"I still find each day too short for all the thoughts I want to think, all the walks I want to take, all the books I want to read, and all the friends I want to see." --John Burroughs
This is how I feel everyday. Often, I am focused on there not being enough time to do the laundry or the dishes or clean the messes that inevitably come with a four year old at home. And so I sometimes can not wait for the day to be over, to fall into bed and finally close my eyes and rest my body. But, I sometimes wish that I could make the day go on for longer, to give me more time to play, more time to read, more time to enjoy all the things that life brings me.
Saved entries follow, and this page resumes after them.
//! Configuration file support for hudpad.
//!
//! Consumers normally build a [`PadConfig`] in code and hand it to
//! `GamePad::setup`, but the same structure can be loaded from
//! `~/.config/hudpad/config.toml`. All values are validated and clamped to
//! acceptable ranges on load; if no config file exists, defaults are used.

pub mod types;

// Re-export commonly used types at module level
pub use types::{BridgeConfig, ButtonSpec, ColorSpec, DisplayConfig, PadConfig};

use anyhow::{Context, Result};
use log::{debug, info};
use std::fs;
use std::path::{Path, PathBuf};

use crate::error::PadError;

/// Maximum number of round buttons a pad can carry.
pub const MAX_BUTTONS: usize = 4;

impl PadConfig {
    /// Validates and clamps all configuration values to acceptable ranges.
    ///
    /// Invalid values are clamped to the nearest valid value and a warning
    /// is logged:
    /// - `buttons`: at most [`MAX_BUTTONS`] entries, extras silently dropped
    ///   (with a warning) to match the preset table
    /// - `bridge.repeat_delay_ms`: 50 - 2000
    /// - `bridge.repeat_rate_ms`: 16 - 1000
    pub fn validate_and_clamp(&mut self) {
        if self.buttons.len() > MAX_BUTTONS {
            log::warn!(
                "{} buttons configured, clamping to the {}-button preset",
                self.buttons.len(),
                MAX_BUTTONS
            );
            self.buttons.truncate(MAX_BUTTONS);
        }

        if !(50..=2000).contains(&self.bridge.repeat_delay_ms) {
            log::warn!(
                "Invalid repeat_delay_ms {}, clamping to 50-2000 range",
                self.bridge.repeat_delay_ms
            );
            self.bridge.repeat_delay_ms = self.bridge.repeat_delay_ms.clamp(50, 2000);
        }

        if !(16..=1000).contains(&self.bridge.repeat_rate_ms) {
            log::warn!(
                "Invalid repeat_rate_ms {}, clamping to 16-1000 range",
                self.bridge.repeat_rate_ms
            );
            self.bridge.repeat_rate_ms = self.bridge.repeat_rate_ms.clamp(16, 1000);
        }
    }

    /// Returns the path to the configuration file.
    ///
    /// # Errors
    /// Returns an error if the config directory cannot be determined
    /// (e.g. HOME not set).
    pub fn config_path() -> Result<PathBuf> {
        let config_dir = dirs::config_dir()
            .context("Could not find config directory")?
            .join("hudpad");

        Ok(config_dir.join("config.toml"))
    }

    /// Loads configuration from the default file, or returns defaults if
    /// not found.
    ///
    /// # Errors
    /// Returns an error if the file exists but cannot be read or contains
    /// invalid TOML.
    pub fn load() -> Result<Self> {
        let config_path = Self::config_path()?;

        if !config_path.exists() {
            info!("Config file not found, using defaults");
            debug!("Expected config at: {}", config_path.display());
            return Ok(Self::default());
        }

        Self::load_from(&config_path)
    }

    /// Loads the default config file, falling back to defaults on failure.
    ///
    /// Load failures are non-fatal here: they surface as a logged
    /// [`PadError::ResourceLoad`] and the defaults are used, so a broken
    /// config file degrades the pad instead of preventing setup.
    pub fn load_or_default() -> Self {
        match Self::config_path() {
            Ok(path) if path.exists() => Self::load_or_default_from(&path),
            _ => Self::default(),
        }
    }

    /// Same fallback behavior as [`PadConfig::load_or_default`], for an
    /// explicit path.
    pub fn load_or_default_from(path: &Path) -> Self {
        match Self::load_from(path) {
            Ok(config) => config,
            Err(err) => {
                let err = PadError::ResourceLoad(format!("{err:#}"));
                log::warn!("{err}; using defaults");
                Self::default()
            }
        }
    }

    /// Loads and validates configuration from an explicit path.
    pub fn load_from(path: &Path) -> Result<Self> {
        let config_str = fs::read_to_string(path)
            .with_context(|| format!("Failed to read config from {}", path.display()))?;

        let mut config: PadConfig = toml::from_str(&config_str)
            .with_context(|| format!("Failed to parse config from {}", path.display()))?;

        config.validate_and_clamp();

        info!("Loaded config from {}", path.display());
        debug!("Config: {:?}", config);

        Ok(config)
    }

    /// Saves the current configuration to an explicit path, creating the
    /// parent directory if needed.
    pub fn save_to(&self, path: &Path) -> Result<()> {
        if let Some(parent) = path.parent() {
            fs::create_dir_all(parent).context("Failed to create config directory")?;
        }

        let config_str = toml::to_string_pretty(self).context("Failed to serialize config")?;

        fs::write(path, config_str)
            .with_context(|| format!("Failed to write config to {}", path.display()))?;

        info!("Saved config to {}", path.display());
        Ok(())
    }
}

#[cfg(test)]
mod tests {
    use super::*;
    use crate::layout::Corner;

    #[test]
    fn defaults_are_four_buttons_start_and_stick() {
        let config = PadConfig::default();
        assert_eq!(config.layout, Corner::BottomRight);
        assert!(config.joystick);
        assert!(config.start);
        assert!(!config.select);
        assert!(config.buttons.is_empty());
        assert!(!config.bridge.enabled);
        assert_eq!(config.bridge.repeat_delay_ms, 300);
        assert_eq!(config.bridge.repeat_rate_ms, 50);
    }

    #[test]
    fn parses_partial_toml_with_defaults() {
        let config: PadConfig = toml::from_str(
            r#"
            layout = "top-left"
            select = true

            [[buttons]]
            name = "jump"
            color = "cyan"
            key = "s"

            [[buttons]]
            color = [255, 128, 0]
            "#,
        )
        .unwrap();

        assert_eq!(config.layout, Corner::TopLeft);
        assert!(config.select);
        assert!(config.joystick, "joystick defaults on");
        assert_eq!(config.buttons.len(), 2);
        assert_eq!(config.buttons[0].name.as_deref(), Some("jump"));
        assert_eq!(config.buttons[0].key.as_deref(), Some("s"));
        assert_eq!(
            config.buttons[1].color,
            Some(ColorSpec::Rgb([255, 128, 0]))
        );
    }

    #[test]
    fn clamp_drops_extra_buttons_and_fixes_timings() {
        let mut config = PadConfig {
            buttons: vec![ButtonSpec::default(); 7],
            ..Default::default()
        };
        config.bridge.repeat_delay_ms = 5;
        config.bridge.repeat_rate_ms = 10_000;

        config.validate_and_clamp();

        assert_eq!(config.buttons.len(), MAX_BUTTONS);
        assert_eq!(config.bridge.repeat_delay_ms, 50);
        assert_eq!(config.bridge.repeat_rate_ms, 1000);
    }

    #[test]
    fn broken_config_file_degrades_to_defaults() {
        let dir = tempfile::tempdir().unwrap();
        let path = dir.path().join("config.toml");
        fs::write(&path, "layout = \"nowhere\"").unwrap();

        assert!(PadConfig::load_from(&path).is_err());
        assert_eq!(PadConfig::load_or_default_from(&path), PadConfig::default());
    }

    #[test]
    fn file_round_trip_preserves_config() {
        let dir = tempfile::tempdir().unwrap();
        let path = dir.path().join("config.toml");

        let mut config = PadConfig::default();
        config.layout = Corner::BottomLeft;
        config.buttons.push(ButtonSpec {
            name: Some("fire".to_string()),
            color: Some(ColorSpec::Name("yellow".to_string())),
            key: Some("f".to_string()),
        });

        config.save_to(&path).unwrap();
        let loaded = PadConfig::load_from(&path).unwrap();

        assert_eq!(loaded, config);
    }
}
Sometimes, though, I think I use lack of time as an excuse to NOT enjoy life. Instead of taking the time I have and using it well, I let it slip away while I sit on my couch, watching TV or surfing the internet. This quotation reminds me of how important it is to use the time I have to think and talk about meaningful and enjoyable things, to spend time outside enjoying the beauty that surrounds me, to read more than just a page on the internet or an email advertisement, and to spend time with people I enjoy and who appreciate me. Prioritizing is something I have not done well in my life. But, it is time. Time to recognize that the time I've been given is precious and should be used well, not just used up. It should be savored and appreciated rather than simply survived and disregarded.
So, as I enter into the summer months - my slower season - I will consider time a bit differently. I will consider using my time wisely and wonderfully rather than "saving" time or "managing" time. The time will come and the time will go. The only thing I can do is use it to do the things that matter and are enjoyed most. Slowing down and savoring the time I have for thinking, reflecting, writing, reading, spending time with my family and friends. Noticing all the time I have available to me during this season of the year and this season of life.
Sure I will still remain busy and my to-do list will remain long, but I will consider that to-do list a bit more seriously. I will consider what I can cull from my home to make cleaning and enjoying it easier, but also what I can cull from (or maybe even add to) my to-do lists to be sure that at the end of each day as I fall into bed and finally close my eyes, I have something not only to look back on with joy and love, but also something to look forward to in the days to come.
I want to live life to the fullest and to always be looking for more - not things, but experiences and time spent with people and doing things I love. This is what I want for myself. I do not want to waste a day, an hour, a minute of this limited time that I have to enjoy life to the fullest.